Certes, les défenseurs de la loi font remarquer que le premier ministre Jean Castex a dû endurer les plus viles moqueries sur sa manière de s’exprimer lors de sa nomination. Son phrasé, qualifié de rocailleux, fût abondamment commenté. Mais son accent lui donne avant tout un côté proche de la France des «territoires», mot qu’il n’a eu de cesse de prononcer lors de son arrivée à Matignon. La plupart des politiciens actuels aimeraient avoir ce «passeport d’authenticité». N’est-ce pas cette légitimité hors sérail et prétendument loin du petit milieu parisien, qu’Emmanuel Macron sentant bien l’air du temps, a voulu capter? Pourtant, à voir son CV, il n’est pas si éloigné de ceux dont il est censé de démarquer: énarque, haut-fonctionnaire…
Quand on est doué, bien à sa place dans sa vie professionnelle, l’accent est une forceLe fait est, que quand on est doué, bien à sa place dans sa vie professionnelle, l’accent est une force. Étudiant, j’ai eu un professeur de journalisme audiovisuel reporter à France 3 Côte d’Azur, qui nous entrainait à de faux reportages en directs, face caméra, pour travailler l’écriture télévisuelle. Cette après-midi-là, la classe était bien peu concentrée. À l’approche des partiels, chacun trouvait un moment pour réviser, ou faire autre chose. Personne ne s’écoutait. Quand fut venu mon tour, après un passage face caméra réalisé avec un accent tarnais pur jus, je questionnais l’instructeur:
- Que dois-je faire la prochaine fois, conserver mon accent ou essayer de le gommer?

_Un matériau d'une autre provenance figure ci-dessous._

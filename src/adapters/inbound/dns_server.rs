//! DNS Server Adapter
//!
//! UDP and TCP listeners in front of the router, served by hickory-server.
//! The handler rebuilds the client's query as a plain `Message`, piggybacked
//! records included, routes it and sends the router's reply back.

use crate::application::Router;
use crate::infrastructure::shutdown::ShutdownController;
use hickory_proto::op::{Edns, Message};
use hickory_server::authority::{MessageRequest, MessageResponseBuilder};
use hickory_server::server::{Request, RequestHandler, ResponseHandler, ResponseInfo, ServerFuture};
use std::net::SocketAddr;
use std::sync::Arc;
use std::time::Duration;
use tokio::net::{TcpListener, UdpSocket};

/// Idle TCP connections are closed after this.
const TCP_IDLE_TIMEOUT: Duration = Duration::from_secs(10);
/// Smallest and largest UDP payload we agree to with EDNS clients.
const MIN_UDP_PAYLOAD: u16 = 512;
const MAX_UDP_PAYLOAD: u16 = 4096;

/// Request handler wrapping the router.
pub struct DnsHandler {
    router: Arc<Router>,
    shutdown: ShutdownController,
}

impl DnsHandler {
    pub fn new(router: Arc<Router>, shutdown: ShutdownController) -> Self {
        Self { router, shutdown }
    }
}

#[async_trait::async_trait]
impl RequestHandler for DnsHandler {
    async fn handle_request<R: ResponseHandler>(
        &self,
        request: &Request,
        mut response_handle: R,
    ) -> ResponseInfo {
        let _guard = self.shutdown.query_guard();

        let query = request.query();
        tracing::debug!(
            "query {} {} {} from {}",
            request.id(),
            query.name(),
            query.query_type(),
            request.src()
        );

        let reply = self.router.handle(request_message(request)).await;

        let header = *reply.header();
        let mut builder = MessageResponseBuilder::from_message_request(request);
        if let Some(edns) = response_edns(request) {
            builder.edns(edns);
        }
        let response = builder.build(
            header,
            reply.answers().iter(),
            reply.name_servers().iter(),
            std::iter::empty(),
            reply.additionals().iter(),
        );

        response_handle.send_response(response).await.unwrap_or_else(|e| {
            tracing::error!("DNS response error: {:?}", e);
            header.into()
        })
    }
}

/// The client's query as a `Message`: header, question, additional records
/// and EDNS.
pub fn request_message(request: &MessageRequest) -> Message {
    let mut message = Message::new();
    message
        .set_header(*request.header())
        .add_query(request.query().original().clone())
        .add_additionals(request.additionals().iter().cloned());
    if let Some(edns) = request.edns() {
        message.set_edns(edns.clone());
    }
    message
}

/// EDNS for the reply, echoing the client's payload size within bounds.
/// hickory-server sizes UDP replies by it and truncates past it.
fn response_edns(request: &MessageRequest) -> Option<Edns> {
    let asked = request.edns()?;
    let mut edns = Edns::new();
    edns.set_max_payload(asked.max_payload().clamp(MIN_UDP_PAYLOAD, MAX_UDP_PAYLOAD));
    Some(edns)
}

pub struct DnsServer {
    listen_addr: SocketAddr,
    router: Arc<Router>,
    shutdown: ShutdownController,
}

impl DnsServer {
    pub fn new(listen_addr: SocketAddr, router: Arc<Router>, shutdown: ShutdownController) -> Self {
        Self {
            listen_addr,
            router,
            shutdown,
        }
    }

    /// Bind UDP and TCP on the listen address and serve until shutdown.
    #[cfg_attr(coverage_nightly, coverage(off))]
    pub async fn run(&self) -> anyhow::Result<()> {
        let udp = UdpSocket::bind(self.listen_addr).await?;
        let tcp = TcpListener::bind(self.listen_addr).await?;
        tracing::info!("DNS server listening on {} (udp+tcp)", self.listen_addr);
        self.serve(udp, tcp).await
    }

    /// Serve on already bound sockets until shutdown.
    pub async fn serve(&self, udp: UdpSocket, tcp: TcpListener) -> anyhow::Result<()> {
        let mut shutdown = self.shutdown.subscribe();

        let handler = DnsHandler::new(self.router.clone(), self.shutdown.clone());
        let mut server = ServerFuture::new(handler);
        server.register_socket(udp);
        server.register_listener(tcp, TCP_IDLE_TIMEOUT);

        tokio::select! {
            _ = shutdown.recv() => {
                tracing::info!("DNS server shutdown requested");
            }
            result = server.block_until_done() => {
                if let Err(e) = result {
                    tracing::error!("DNS server error: {}", e);
                    return Err(e.into());
                }
            }
        }

        tracing::info!("DNS server stopped");
        Ok(())
    }
}
//! Upstream Selection Policy
//!
//! Orders the configured upstreams for one forwarding attempt.

use rand::seq::SliceRandom;
use serde::{Deserialize, Serialize};
use std::sync::atomic::{AtomicUsize, Ordering};

/// How the candidate order is produced for each query.
#[derive(Debug, Clone, Copy, PartialEq, Eq, Default, Serialize, Deserialize)]
#[serde(rename_all = "snake_case")]
pub enum SelectionPolicy {
    /// Shuffle on every query
    #[default]
    Random,
    /// Rotate the starting upstream on every query
    RoundRobin,
}

impl SelectionPolicy {
    pub fn as_str(&self) -> &'static str {
        match self {
            Self::Random => "random",
            Self::RoundRobin => "round_robin",
        }
    }
}

impl std::str::FromStr for SelectionPolicy {
    type Err = String;

    fn from_str(s: &str) -> Result<Self, Self::Err> {
        match s.to_lowercase().as_str() {
            "random" => Ok(Self::Random),
            "round_robin" | "round-robin" | "roundrobin" => Ok(Self::RoundRobin),
            other => Err(format!("unknown policy: {}", other)),
        }
    }
}

impl std::fmt::Display for SelectionPolicy {
    fn fmt(&self, f: &mut std::fmt::Formatter<'_>) -> std::fmt::Result {
        write!(f, "{}", self.as_str())
    }
}

/// A policy plus the rotation state round-robin needs.
#[derive(Debug, Default)]
pub struct Selector {
    policy: SelectionPolicy,
    robin: AtomicUsize,
}

impl Selector {
    pub fn new(policy: SelectionPolicy) -> Self {
        Self {
            policy,
            robin: AtomicUsize::new(0),
        }
    }

    pub fn policy(&self) -> SelectionPolicy {
        self.policy
    }

    /// Produce the order in which `items` should be tried.
    pub fn order<T: Clone>(&self, items: &[T]) -> Vec<T> {
        match self.policy {
            SelectionPolicy::Random => {
                let mut out = items.to_vec();
                out.shuffle(&mut rand::thread_rng());
                out
            }
            SelectionPolicy::RoundRobin => {
                if items.is_empty() {
                    return Vec::new();
                }
                let start = self.robin.fetch_add(1, Ordering::Relaxed) % items.len();
                items[start..]
                    .iter()
                    .chain(items[..start].iter())
                    .cloned()
                    .collect()
            }
        }
    }

    /// Pick one item uniformly at random.
    pub fn pick_random<T: Clone>(items: &[T]) -> Option<T> {
        items.choose(&mut rand::thread_rng()).cloned()
    }
}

- Regarde donc autour de toi, me répondit le professeur.
Tous mes camarades avaient levé la tête de leurs cahiers, interrompu leurs bavardages, pour écouter mon passage. Ainsi, pour la première fois, je remarquais que cette différence pouvait être une force.
Quitte à faire une loi, plutôt qu’un énième motif de discrimination, il aurait été plus intelligent de trouver un moyen de valoriser les accents. Ils sont toujours caricaturés, dans les médias, c’est vrai, c’est un vrai problème. Comment est-il possible qu’il n’y ait pas d’expressions locales dans les feuilletons tournés dans les Antilles, à Marseille ou à Montpellier? Cela ne fait-il pas assez sérieux? Menacer de 45.000 euros d’amende et de trois ans de prison une moquerie sur un accent en entretien d’embauche changera-t-il le fond des mentalités?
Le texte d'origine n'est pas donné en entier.